There are some potential risks to back surgery, as in any surgical procedure. They include:
- Complications due to anesthesia—Nausea, and vomiting could cause problems during and after surgery.
- Blood clots—The body’s natural reaction to surgery can cause blood clotting and the danger of a thrombus and resulting life-threatening outcomes.
- Undiagnosed medical conditions like heart disease or rare allergic reactions, including neurological problems or damage to soft tissue.
- Instrument malfunction—Robotic and technological assistance during minimally invasive surgery can fail due to both software and hardware problems.
- Device migration—Screws, plates, and rods implanted on the vertebrae could move and lead to complications and unforeseen after-effects.
- Loss of spinal curvature or reduction (and sometimes a slight gain) in height.
Most of the foregoing complications can be treated and solved as they occur but may require additional hospitalization or surgery.

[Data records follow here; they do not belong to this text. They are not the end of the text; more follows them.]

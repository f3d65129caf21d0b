//! Persisted internal nodes of one tree generation
//!
//! Nodes are addressed by their 1-prefixed path index (root = 1, children of
//! `i` are `2i` and `2i + 1`). A node that was never written is the root of
//! an untouched subtree and resolves to the hasher's `pre_hash[level]`. The
//! cache is append-only: nothing prunes it, so proofs for old leaves stay
//! answerable forever.

use crate::error::GroveResult;
use crate::field::Field;
use crate::hasher::Hasher;
use crate::key_utils::node_index;
use crate::repo::CachedNodeRepo;
use crate::traits::KeyValueStoreLike;
use crate::transaction::{Staged, StoreTransaction};
use crate::types::TreeId;
use ruint::aliases::U256;

#[derive(Debug, Clone, Copy)]
pub struct ProofCache {
    tree: TreeId,
    depth: usize,
}

impl ProofCache {
    pub fn new(tree: TreeId, depth: usize) -> Self {
        Self { tree, depth }
    }

    pub fn tree(&self) -> TreeId {
        self.tree
    }

    /// Node index of the sibling at every level of the path of `leaf_index`,
    /// leaf level first
    pub fn sibling_indices(&self, leaf_index: U256) -> Vec<U256> {
        let one = U256::from(1u64);
        let mut path_index = node_index(self.depth, 0, leaf_index);
        let mut siblings = Vec::with_capacity(self.depth);
        for _ in 0..self.depth {
            siblings.push(path_index ^ one);
            path_index >>= 1usize;
        }
        siblings
    }

    /// Sibling values for the path of `leaf_index`
    pub fn get_siblings<T: KeyValueStoreLike>(
        &self,
        reader: &Staged<'_, T>,
        hasher: &Hasher,
        leaf_index: U256,
    ) -> GroveResult<Vec<Field>> {
        self.sibling_indices(leaf_index)
            .iter()
            .enumerate()
            .map(|(level, index)| {
                Ok(CachedNodeRepo::get(reader, &self.tree, index)?
                    .unwrap_or_else(|| hasher.pre_hash(level)))
            })
            .collect()
    }

    /// Value of the node at `level` and `position`
    pub fn get_node<T: KeyValueStoreLike>(
        &self,
        reader: &Staged<'_, T>,
        hasher: &Hasher,
        level: usize,
        position: U256,
    ) -> GroveResult<Field> {
        let index = node_index(self.depth, level, position);
        Ok(CachedNodeRepo::get(reader, &self.tree, &index)?.unwrap_or_else(|| hasher.pre_hash(level)))
    }

    /// Stages `(level, position, value)` nodes
    pub fn put_nodes<I>(&self, tx: &mut StoreTransaction, nodes: I)
    where
        I: IntoIterator<Item = (usize, U256, Field)>,
    {
        for (level, position, value) in nodes {
            CachedNodeRepo::put(tx, &self.tree, &node_index(self.depth, level, position), &value);
        }
    }
}

#[cfg(test)]
mod tests {
    use super::*;
    use crate::types::TreeKind;

    #[test]
    fn test_sibling_indices_flip_lowest_bit() {
        let cache = ProofCache::new(TreeId::new(TreeKind::Utxo, 0), 3);
        // leaf 2 has path index 8 + 2 = 10 -> 5 -> 2 -> 1
        let siblings: Vec<u64> = cache
            .sibling_indices(U256::from(2u64))
            .into_iter()
            .map(|i| u64::try_from(i).unwrap())
            .collect();
        assert_eq!(siblings, vec![11, 4, 3]);
    }
}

The main advantage to back surgery for most patients is lessened pain, and most patients will be back on their feet living an active life again. A quality surgeon advises every patient about the risks and how the patient can help ensure the best possible outcome following back surgery.
Recovering from Back Surgery
Patients who undergo back surgery can improve healing and recovery by observing the following:
- Stop Smoking—Smoking causes degeneration of the spine.
- Create a sensible, supervised exercise plan with a physical therapist—Losing weight will reduce stress on the spine. Exercise will help patients drop their tobacco habit.
- Walk often during back surgery recovery, unless advised otherwise by your doctor. Get moving as quickly as you can. Do an indoor route at first, and don’t bend lift, twist, stoop, or squat.
- Eat well—Avoid sugar and processed carbohydrates that increase inflammation. Drink lots of water.
- Make the home more friendly to recovery by reducing clutter. Pay special attention to the bathroom safety and sleeping arrangements.
- Be alert for incision wound discoloration or inflammation. If anything doesn’t look right, contact the caregiver.
Surgery of the spine continues to provide relief, mobility, and even life-saving assistance, and top surgeons are refining techniques, developing new technology, and improving outcomes every year. With advancements in spinal fusion and other methods for repair, the recovery and enhanced mobility of such surgeries is improving the lives of hundreds of thousands each year.